[Saved data entries]
//! Landmark input.
//!
//! The hand detector runs outside this process and streams one JSON
//! `FrameObservation` per line, either live (stdout of a detector process)
//! or recorded to a file.

use anyhow::{Context, Result};
use std::fs::File;
use std::io::{self, BufRead, BufReader};
use std::path::Path;
use std::process::{Child, ChildStdout, Command, Stdio};
use steer_shared::FrameObservation;

/// Anything that yields one frame of hand landmarks at a time
pub trait LandmarkSource {
    /// Next frame, or `None` once the stream has ended
    fn next_frame(&mut self) -> Result<Option<FrameObservation>>;
}

/// Reads line-delimited JSON frames
pub struct JsonLinesSource<R> {
    reader: R,
    line: String,
    line_number: usize,
    malformed_lines: usize,
}

impl<R: BufRead> JsonLinesSource<R> {
    pub fn new(reader: R) -> Self {
        Self {
            reader,
            line: String::new(),
            line_number: 0,
            malformed_lines: 0,
        }
    }

    /// Number of lines that could not be parsed so far
    pub fn malformed_lines(&self) -> usize {
        self.malformed_lines
    }
}

impl JsonLinesSource<Box<dyn BufRead>> {
    /// Open a recorded session, or stdin for `-`
    pub fn open(input: &str) -> Result<Self> {
        let reader: Box<dyn BufRead> = if input == "-" {
            Box::new(BufReader::new(io::stdin()))
        } else {
            let file = File::open(Path::new(input))
                .with_context(|| format!("Failed to open landmark input {}", input))?;
            Box::new(BufReader::new(file))
        };
        Ok(Self::new(reader))
    }
}

impl<R: BufRead> LandmarkSource for JsonLinesSource<R> {
    fn next_frame(&mut self) -> Result<Option<FrameObservation>> {
        loop {
            self.line.clear();
            let read = self
                .reader
                .read_line(&mut self.line)
                .context("Failed to read landmark stream")?;
            if read == 0 {
                return Ok(None);
            }
            self.line_number += 1;

            let line = self.line.trim();
            if line.is_empty() {
                continue;
            }

            return match FrameObservation::from_json_line(line) {
                Ok(frame) => Ok(Some(frame)),
                Err(e) => {
                    // A bad reading counts as a frame without hands
                    self.malformed_lines += 1;
                    log::warn!("Malformed frame on line {}: {}", self.line_number, e);
                    Ok(Some(FrameObservation::empty()))
                }
            };
        }
    }
}

/// External detector process whose stdout is the landmark stream
pub struct DetectorProcess {
    child: Child,
    frames: JsonLinesSource<BufReader<ChildStdout>>,
}

impl DetectorProcess {
    /// Start `command` through the shell
    pub fn spawn(command: &str) -> Result<Self> {
        log::info!("Starting hand detector: {}", command);
        let mut child = Command::new("sh")
            .arg("-c")
            .arg(command)
            .stdout(Stdio::piped())
            .spawn()
            .with_context(|| format!("Failed to start detector command `{}`", command))?;

        let stdout = child
            .stdout
            .take()
            .context("Detector process has no stdout")?;

        Ok(Self {
            child,
            frames: JsonLinesSource::new(BufReader::new(stdout)),
        })
    }
}

impl LandmarkSource for DetectorProcess {
    fn next_frame(&mut self) -> Result<Option<FrameObservation>> {
        self.frames.next_frame()
    }
}

impl Drop for DetectorProcess {
    fn drop(&mut self) {
        if let Ok(None) = self.child.try_wait() {
            if let Err(e) = self.child.kill() {
                log::warn!("Failed to stop detector process: {}", e);
            }
        }
        let _ = self.child.wait();
    }
}

#[cfg(test)]
mod tests {
    use super::*;
    use std::io::Cursor;

    #[test]
    fn test_reads_frames_and_skips_blank_lines() -> Result<()> {
        let input = "{\"hands\":[]}\n\n{\"hands\":[{\"landmarks\":[{\"x\":0.5,\"y\":0.5}]}]}\n";
        let mut source = JsonLinesSource::new(Cursor::new(input));

        assert_eq!(source.next_frame()?, Some(FrameObservation::empty()));
        let frame = source.next_frame()?.expect("second frame");
        assert_eq!(frame.hands.len(), 1);
        assert_eq!(source.next_frame()?, None);
        assert_eq!(source.malformed_lines(), 0);
        Ok(())
    }

    #[test]
    fn test_malformed_line_becomes_empty_frame() -> Result<()> {
        let input = "not json\n{\"hands\":[{\"landmarks\":[]}]}\n";
        let mut source = JsonLinesSource::new(Cursor::new(input));

        assert_eq!(source.next_frame()?, Some(FrameObservation::empty()));
        assert_eq!(source.malformed_lines(), 1);
        assert_eq!(source.next_frame()?.map(|f| f.hands.len()), Some(1));
        Ok(())
    }

    #[test]
    fn test_missing_file_is_an_error() {
        assert!(JsonLinesSource::open("/nonexistent/session.jsonl").is_err());
    }

    #[test]
    fn test_detector_process_stream() -> Result<()> {
        let mut detector = DetectorProcess::spawn("printf '{\"hands\":[]}\\n'")?;
        assert_eq!(detector.next_frame()?, Some(FrameObservation::empty()));
        assert_eq!(detector.next_frame()?, None);
        Ok(())
    }
}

* ASSIGNED TASK
Could you retype every line of the data exactly?

* EXERCISE ANSWER
//! Landmark input.
//!
//! The hand detector runs outside this process and streams one JSON
//! `FrameObservation` per line, either live (stdout of a detector process)
//! or recorded to a file.

use anyhow::{Context, Result};
use std::fs::File;
use std::io::{self, BufRead, BufReader};
use std::path::Path;
use std::process::{Child, ChildStdout, Command, Stdio};
use steer_shared::FrameObservation;

/// Anything that yields one frame of hand landmarks at a time
pub trait LandmarkSource {
    /// Next frame, or `None` once the stream has ended
    fn next_frame(&mut self) -> Result<Option<FrameObservation>>;
}

/// Reads line-delimited JSON frames
pub struct JsonLinesSource<R> {
    reader: R,
    line: String,
    line_number: usize,
    malformed_lines: usize,
}

impl<R: BufRead> JsonLinesSource<R> {
    pub fn new(reader: R) -> Self {
        Self {
            reader,
            line: String::new(),
            line_number: 0,
            malformed_lines: 0,
        }
    }

    /// Number of lines that could not be parsed so far
    pub fn malformed_lines(&self) -> usize {
        self.malformed_lines
    }
}

impl JsonLinesSource<Box<dyn BufRead>> {
    /// Open a recorded session, or stdin for `-`
    pub fn open(input: &str) -> Result<Self> {
        let reader: Box<dyn BufRead> = if input == "-" {
            Box::new(BufReader::new(io::stdin()))
        } else {
            let file = File::open(Path::new(input))
                .with_context(|| format!("Failed to open landmark input {}", input))?;
            Box::new(BufReader::new(file))
        };
        Ok(Self::new(reader))
    }
}

impl<R: BufRead> LandmarkSource for JsonLinesSource<R> {
    fn next_frame(&mut self) -> Result<Option<FrameObservation>> {
        loop {
            self.line.clear();
            let read = self
                .reader
                .read_line(&mut self.line)
                .context("Failed to read landmark stream")?;
            if read == 0 {
                return Ok(None);
            }
            self.line_number += 1;

            let line = self.line.trim();
            if line.is_empty() {
                continue;
            }

            return match FrameObservation::from_json_line(line) {
                Ok(frame) => Ok(Some(frame)),
                Err(e) => {
                    // A bad reading counts as a frame without hands
                    self.malformed_lines += 1;
                    log::warn!("Malformed frame on line {}: {}", self.line_number, e);
                    Ok(Some(FrameObservation::empty()))
                }
            };
        }
    }
}

/// External detector process whose stdout is the landmark stream
pub struct DetectorProcess {
    child: Child,
    frames: JsonLinesSource<BufReader<ChildStdout>>,
}

impl DetectorProcess {
    /// Start `command` through the shell
    pub fn spawn(command: &str) -> Result<Self> {
        log::info!("Starting hand detector: {}", command);
        let mut child = Command::new("sh")
            .arg("-c")
            .arg(command)
            .stdout(Stdio::piped())
            .spawn()
            .with_context(|| format!("Failed to start detector command `{}`", command))?;

        let stdout = child
            .stdout
            .take()
            .context("Detector process has no stdout")?;

        Ok(Self {
            child,
            frames: JsonLinesSource::new(BufReader::new(stdout)),
        })
    }
}

impl LandmarkSource for DetectorProcess {
    fn next_frame(&mut self) -> Result<Option<FrameObservation>> {
        self.frames.next_frame()
    }
}

impl Drop for DetectorProcess {
    fn drop(&mut self) {
        if let Ok(None) = self.child.try_wait() {
            if let Err(e) = self.child.kill() {
                log::warn!("Failed to stop detector process: {}", e);
            }
        }
        let _ = self.child.wait();
    }
}

#[cfg(test)]
mod tests {
    use super::*;
    use std::io::Cursor;

    #[test]
    fn test_reads_frames_and_skips_blank_lines() -> Result<()> {
        let input = "{\"hands\":[]}\n\n{\"hands\":[{\"landmarks\":[{\"x\":0.5,\"y\":0.5}]}]}\n";
        let mut source = JsonLinesSource::new(Cursor::new(input));

        assert_eq!(source.next_frame()?, Some(FrameObservation::empty()));
        let frame = source.next_frame()?.expect("second frame");
        assert_eq!(frame.hands.len(), 1);
        assert_eq!(source.next_frame()?, None);
        assert_eq!(source.malformed_lines(), 0);
        Ok(())
    }

    #[test]
    fn test_malformed_line_becomes_empty_frame() -> Result<()> {
        let input = "not json\n{\"hands\":[{\"landmarks\":[]}]}\n";
        let mut source = JsonLinesSource::new(Cursor::new(input));

        assert_eq!(source.next_frame()?, Some(FrameObservation::empty()));
        assert_eq!(source.malformed_lines(), 1);
        assert_eq!(source.next_frame()?.map(|f| f.hands.len()), Some(1));
        Ok(())
    }

    #[test]
    fn test_missing_file_is_an_error() {
        assert!(JsonLinesSource::open("/nonexistent/session.jsonl").is_err());
    }

    #[test]
    fn test_detector_process_stream() -> Result<()> {
        let mut detector = DetectorProcess::spawn("printf '{\"hands\":[]}\\n'")?;
        assert_eq!(detector.next_frame()?, Some(FrameObservation::empty()));
        assert_eq!(detector.next_frame()?, None);
        Ok(())
    }
}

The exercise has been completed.